Better Life Lab

Four Fixes to End the Gender Pay Gap That Might Actually Work.

Photo illustration by Lisa Larson-Walker. Photo by Thinkstock.

The Trump administration recently ended a modest attempt to close the gender wage gap when it rescinded a not-yet-effective policy from the Obama administration that simply required businesses to report employees’ pay by gender and race. Now many are wondering how they will be able to accomplish anything on pay equality in the next three years (even Ivanka threw the idea under the bus) if even allowing basic transparency to move forward was too heavy a lift for the Trump administration.

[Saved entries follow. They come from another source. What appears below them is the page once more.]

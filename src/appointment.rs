// src/appointment.rs
use actix_web::{web, HttpRequest, HttpResponse, Responder};
use chrono::{DateTime, NaiveDate, Utc};
use futures_util::StreamExt;
use log::error;
use mongodb::bson::{doc, to_bson, Document};
use serde::{Deserialize, Serialize};
use serde_json::json;
use uuid::Uuid;

use crate::app_state::AppState;
use crate::auth::auth_user;
use crate::chat_server::BroadcastNotification;
use crate::db::APPOINTMENTS_COLLECTION;
use crate::models::notification::{
    Notification, NotificationMetadata, NOTIFICATION_TYPE_APPOINTMENT,
};
use crate::notifications::push_notification;

pub const STATUS_PENDING: &str = "Pending";
pub const STATUS_CONFIRMED: &str = "Confirmed";
pub const STATUS_DECLINED: &str = "Declined";
pub const STATUS_COMPLETED: &str = "Completed";
pub const STATUS_CANCELLED: &str = "Cancelled";

#[derive(Debug, Clone, Serialize, Deserialize)]
#[serde(rename_all = "camelCase")]
pub struct Appointment {
    #[serde(rename = "_id")]
    pub id: String,
    pub patient_id: String,
    pub patient_name: String,
    #[serde(default, skip_serializing_if = "Option::is_none")]
    pub patient_email: Option<String>,
    pub date: String,
    pub time: String,
    pub service: String,
    #[serde(default)]
    pub sub_services: Vec<String>,
    pub status: String,
    #[serde(default, skip_serializing_if = "Option::is_none")]
    pub reason: Option<String>,
    #[serde(default, skip_serializing_if = "Option::is_none")]
    pub remarks: Option<String>,
    #[serde(default, skip_serializing_if = "Option::is_none")]
    pub completion_time: Option<DateTime<Utc>>,
    #[serde(default, skip_serializing_if = "Option::is_none")]
    pub follow_up_from: Option<String>,
    pub created_at: DateTime<Utc>,
    pub updated_at: DateTime<Utc>,
}

pub fn valid_status(status: &str) -> bool {
    matches!(
        status,
        STATUS_PENDING | STATUS_CONFIRMED | STATUS_DECLINED | STATUS_COMPLETED | STATUS_CANCELLED
    )
}

/// Appointment dates are plain `YYYY-MM-DD` strings in the database, so they
/// are validated at the boundary instead of trusting the client.
pub fn valid_date(date: &str) -> bool {
    NaiveDate::parse_from_str(date, "%Y-%m-%d").is_ok()
}

#[derive(Debug, Deserialize)]
#[serde(rename_all = "camelCase")]
pub struct CreateAppointmentRequest {
    #[serde(default)]
    pub patient_id: Option<String>,
    pub patient_name: String,
    #[serde(default)]
    pub patient_email: Option<String>,
    pub date: String,
    pub time: String,
    pub service: String,
    #[serde(default)]
    pub sub_services: Vec<String>,
    #[serde(default)]
    pub remarks: Option<String>,
    #[serde(default)]
    pub follow_up_from: Option<String>,
}

#[derive(Debug, Deserialize)]
#[serde(rename_all = "camelCase")]
pub struct UpdateStatusRequest {
    pub status: String,
    #[serde(default)]
    pub reason: Option<String>,
    #[serde(default)]
    pub remarks: Option<String>,
}

#[derive(Debug, Deserialize)]
pub struct AppointmentListQuery {
    #[serde(default)]
    pub status: Option<String>,
    #[serde(default)]
    pub date: Option<String>,
}

/// POST /appointments: booking lands as Pending no matter what the client
/// claims; staff move it through the status flow afterwards.
pub async fn create_appointment(
    req: HttpRequest,
    data: web::Data<AppState>,
    payload: web::Json<CreateAppointmentRequest>,
) -> impl Responder {
    let user = match auth_user(&req) {
        Some(user) => user,
        None => return HttpResponse::Unauthorized().body("Unauthorized"),
    };

    // Patients book for themselves; staff may book on a patient's behalf.
    let patient_id = match payload.patient_id.clone().filter(|id| !id.is_empty()) {
        Some(id) if id != user.user_id && !user.is_staff() => {
            return HttpResponse::Unauthorized().body("Cannot book for another patient");
        }
        Some(id) => id,
        None => user.user_id.clone(),
    };

    if !valid_date(&payload.date) {
        return HttpResponse::BadRequest().body("Invalid date, expected YYYY-MM-DD");
    }
    if payload.time.trim().is_empty() {
        return HttpResponse::BadRequest().body("Missing appointment time");
    }
    if payload.service.trim().is_empty() {
        return HttpResponse::BadRequest().body("Missing appointment service");
    }

    let now = Utc::now();
    let appointment = Appointment {
        id: Uuid::new_v4().to_string(),
        patient_id,
        patient_name: payload.patient_name.clone(),
        patient_email: payload.patient_email.clone(),
        date: payload.date.clone(),
        time: payload.time.clone(),
        service: payload.service.clone(),
        sub_services: payload.sub_services.clone(),
        status: STATUS_PENDING.to_string(),
        reason: None,
        remarks: payload.remarks.clone(),
        completion_time: None,
        follow_up_from: payload.follow_up_from.clone(),
        created_at: now,
        updated_at: now,
    };

    let collection = data
        .mongodb
        .db
        .collection::<Appointment>(APPOINTMENTS_COLLECTION);
    match collection.insert_one(&appointment).await {
        Ok(_) => HttpResponse::Ok().json(appointment),
        Err(e) => {
            error!("Error creating appointment: {}", e);
            HttpResponse::InternalServerError().body("Error creating appointment")
        }
    }
}

/// GET /appointments?status=&date= is the staff schedule view.
pub async fn list_appointments(
    req: HttpRequest,
    data: web::Data<AppState>,
    query: web::Query<AppointmentListQuery>,
) -> impl Responder {
    match auth_user(&req) {
        Some(user) if user.is_staff() => {}
        Some(_) => return HttpResponse::Unauthorized().body("Staff only"),
        None => return HttpResponse::Unauthorized().body("Unauthorized"),
    }

    let mut filter = Document::new();
    if let Some(status) = query.status.clone().filter(|s| !s.is_empty()) {
        if !valid_status(&status) {
            return HttpResponse::BadRequest().body("Unknown appointment status");
        }
        filter.insert("status", status);
    }
    if let Some(date) = query.date.clone().filter(|d| !d.is_empty()) {
        if !valid_date(&date) {
            return HttpResponse::BadRequest().body("Invalid date, expected YYYY-MM-DD");
        }
        filter.insert("date", date);
    }

    let collection = data
        .mongodb
        .db
        .collection::<Appointment>(APPOINTMENTS_COLLECTION);
    let mut cursor = match collection
        .find(filter)
        .sort(doc! { "date": 1, "time": 1 })
        .await
    {
        Ok(cursor) => cursor,
        Err(e) => {
            error!("Error fetching appointments: {}", e);
            return HttpResponse::InternalServerError().body("Error fetching appointments");
        }
    };

    let mut appointments = Vec::new();
    while let Some(result) = cursor.next().await {
        match result {
            Ok(appointment) => appointments.push(appointment),
            Err(e) => {
                error!("Error iterating appointments: {}", e);
                return HttpResponse::InternalServerError().body("Error iterating appointments");
            }
        }
    }
    HttpResponse::Ok().json(appointments)
}

/// GET /appointments/patient/{patient_id}, a patient's own history.
pub async fn get_patient_appointments(
    req: HttpRequest,
    data: web::Data<AppState>,
    patient_id: web::Path<String>,
) -> impl Responder {
    let user = match auth_user(&req) {
        Some(user) => user,
        None => return HttpResponse::Unauthorized().body("Unauthorized"),
    };
    if user.user_id != *patient_id && !user.is_staff() {
        return HttpResponse::Unauthorized().body("Cannot access other patient's appointments");
    }

    let collection = data
        .mongodb
        .db
        .collection::<Appointment>(APPOINTMENTS_COLLECTION);
    let mut cursor = match collection
        .find(doc! { "patientId": &*patient_id })
        .sort(doc! { "date": -1, "time": -1 })
        .await
    {
        Ok(cursor) => cursor,
        Err(e) => {
            error!("Error fetching patient appointments: {}", e);
            return HttpResponse::InternalServerError().body("Error fetching patient appointments");
        }
    };

    let mut appointments = Vec::new();
    while let Some(result) = cursor.next().await {
        match result {
            Ok(appointment) => appointments.push(appointment),
            Err(e) => {
                error!("Error iterating patient appointments: {}", e);
                return HttpResponse::InternalServerError()
                    .body("Error iterating patient appointments");
            }
        }
    }
    HttpResponse::Ok().json(appointments)
}

/// GET /appointments/{id}
pub async fn get_appointment(
    req: HttpRequest,
    data: web::Data<AppState>,
    id: web::Path<String>,
) -> impl Responder {
    let user = match auth_user(&req) {
        Some(user) => user,
        None => return HttpResponse::Unauthorized().body("Unauthorized"),
    };

    let collection = data
        .mongodb
        .db
        .collection::<Appointment>(APPOINTMENTS_COLLECTION);
    match collection.find_one(doc! { "_id": &*id }).await {
        Ok(Some(appointment)) => {
            if appointment.patient_id != user.user_id && !user.is_staff() {
                return HttpResponse::Unauthorized().body("Cannot access this appointment");
            }
            HttpResponse::Ok().json(appointment)
        }
        Ok(None) => HttpResponse::NotFound().body("Appointment not found"),
        Err(e) => {
            error!("Error fetching appointment: {}", e);
            HttpResponse::InternalServerError().body("Error fetching appointment")
        }
    }
}

/// PUT /appointments/{id}/status: staff move an appointment through its
/// lifecycle. Writes a notification for the patient and pushes it over the
/// socket; the confirmation email is a separate call the client makes to
/// POST /appointment/sendEmail.
pub async fn update_appointment_status(
    req: HttpRequest,
    data: web::Data<AppState>,
    id: web::Path<String>,
    payload: web::Json<UpdateStatusRequest>,
) -> impl Responder {
    match auth_user(&req) {
        Some(user) if user.is_staff() => {}
        Some(_) => return HttpResponse::Unauthorized().body("Staff only"),
        None => return HttpResponse::Unauthorized().body("Unauthorized"),
    }

    if !valid_status(&payload.status) {
        return HttpResponse::BadRequest().body("Unknown appointment status");
    }

    let collection = data
        .mongodb
        .db
        .collection::<Appointment>(APPOINTMENTS_COLLECTION);
    let appointment = match collection.find_one(doc! { "_id": &*id }).await {
        Ok(Some(appointment)) => appointment,
        Ok(None) => return HttpResponse::NotFound().body("Appointment not found"),
        Err(e) => {
            error!("Error fetching appointment: {}", e);
            return HttpResponse::InternalServerError().body("Error fetching appointment");
        }
    };

    let now = Utc::now();
    let mut set_doc = Document::new();
    set_doc.insert("status", payload.status.as_str());
    // A reason only makes sense when the appointment is being turned down.
    if matches!(
        payload.status.as_str(),
        STATUS_DECLINED | STATUS_CANCELLED
    ) {
        if let Some(reason) = payload.reason.clone().filter(|r| !r.trim().is_empty()) {
            set_doc.insert("reason", reason);
        }
    }
    if let Some(remarks) = payload.remarks.clone().filter(|r| !r.trim().is_empty()) {
        set_doc.insert("remarks", remarks);
    }
    if payload.status == STATUS_COMPLETED {
        match to_bson(&now) {
            Ok(bson) => {
                set_doc.insert("completionTime", bson);
            }
            Err(e) => {
                error!("Error serializing completion time: {}", e);
                return HttpResponse::InternalServerError().body("Error updating appointment");
            }
        }
    }
    match to_bson(&now) {
        Ok(bson) => {
            set_doc.insert("updatedAt", bson);
        }
        Err(e) => {
            error!("Error serializing update time: {}", e);
            return HttpResponse::InternalServerError().body("Error updating appointment");
        }
    }

    if let Err(e) = collection
        .update_one(doc! { "_id": &*id }, doc! { "$set": set_doc })
        .await
    {
        error!("Error updating appointment status: {}", e);
        return HttpResponse::InternalServerError().body("Error updating appointment status");
    }

    let note = Notification {
        id: Uuid::new_v4().to_string(),
        user_id: appointment.patient_id.clone(),
        kind: NOTIFICATION_TYPE_APPOINTMENT.to_string(),
        message: format!(
            "Your appointment on {} at {} has been {}.",
            appointment.date, appointment.time, payload.status
        ),
        thread_id: None,
        chat_type: None,
        appointment_id: Some(appointment.id.clone()),
        patient_id: Some(appointment.patient_id.clone()),
        created_at: now,
        read: false,
        metadata: NotificationMetadata {
            appointment_date: Some(appointment.date.clone()),
            appointment_time: Some(appointment.time.clone()),
            patient_name: Some(appointment.patient_name.clone()),
            status: Some(payload.status.clone()),
            ..Default::default()
        },
    };
    if let Err(e) = push_notification(&data.mongodb, &note).await {
        // The status change itself succeeded, so report it and move on.
        error!("Error writing status notification: {}", e);
    } else {
        data.chat_server
            .do_send(BroadcastNotification { notification: note });
    }

    match collection.find_one(doc! { "_id": &*id }).await {
        Ok(Some(updated)) => HttpResponse::Ok().json(updated),
        Ok(None) => HttpResponse::Ok().json(json!({ "status": "updated" })),
        Err(e) => {
            error!("Error reloading appointment: {}", e);
            HttpResponse::Ok().json(json!({ "status": "updated" }))
        }
    }
}

#[cfg(test)]
mod tests {
    use super::*;

    #[test]
    fn status_values_are_closed_set() {
        for status in [
            STATUS_PENDING,
            STATUS_CONFIRMED,
            STATUS_DECLINED,
            STATUS_COMPLETED,
            STATUS_CANCELLED,
        ] {
            assert!(valid_status(status));
        }
        assert!(!valid_status("Rescheduled"));
        assert!(!valid_status("pending"));
        assert!(!valid_status(""));
    }

    #[test]
    fn date_must_be_iso_like() {
        assert!(valid_date("2025-01-31"));
        assert!(!valid_date("2025-02-30"));
        assert!(!valid_date("31-01-2025"));
        assert!(!valid_date("2025/01/31"));
        assert!(!valid_date("next tuesday"));
    }
}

The oft-cited statistic that women make about 80 cents to every dollar earned by men has remained basically accurate for a decade now. But there’s no reason to think that federal policy was going to be the engine for closing that gap in the first place, though there are a number of likely effective actions the federal government could take if it had the political will to do so. One effort is the Paycheck Fairness Act, which stops retaliation against employees who disclose their pay to co-workers and makes employers prove that pay discrepancies exist for nondiscriminatory reasons. This bill would be a big step, but unfortunately it has been introduced in Congress every year since 1997 and has never made any headway. Historically, however, federal policy has never been all that effective.

Even when pay equity was among President Obama’s top agenda items after taking office, this produced the ultimately limited-use Lilly Ledbetter Act, which extended the statute of limitations for suing a company discovered to be paying unequal wages for equal work. But research shows that outright pay discrimination accounts for only a minor portion of the gender pay gap. Right-wing policymakers have used this fact to argue that the pay gap isn’t real. But, as the Institute for Women’s Policy Research has written, “Just because the gender wage gap is multi-faceted does not make it a lie.”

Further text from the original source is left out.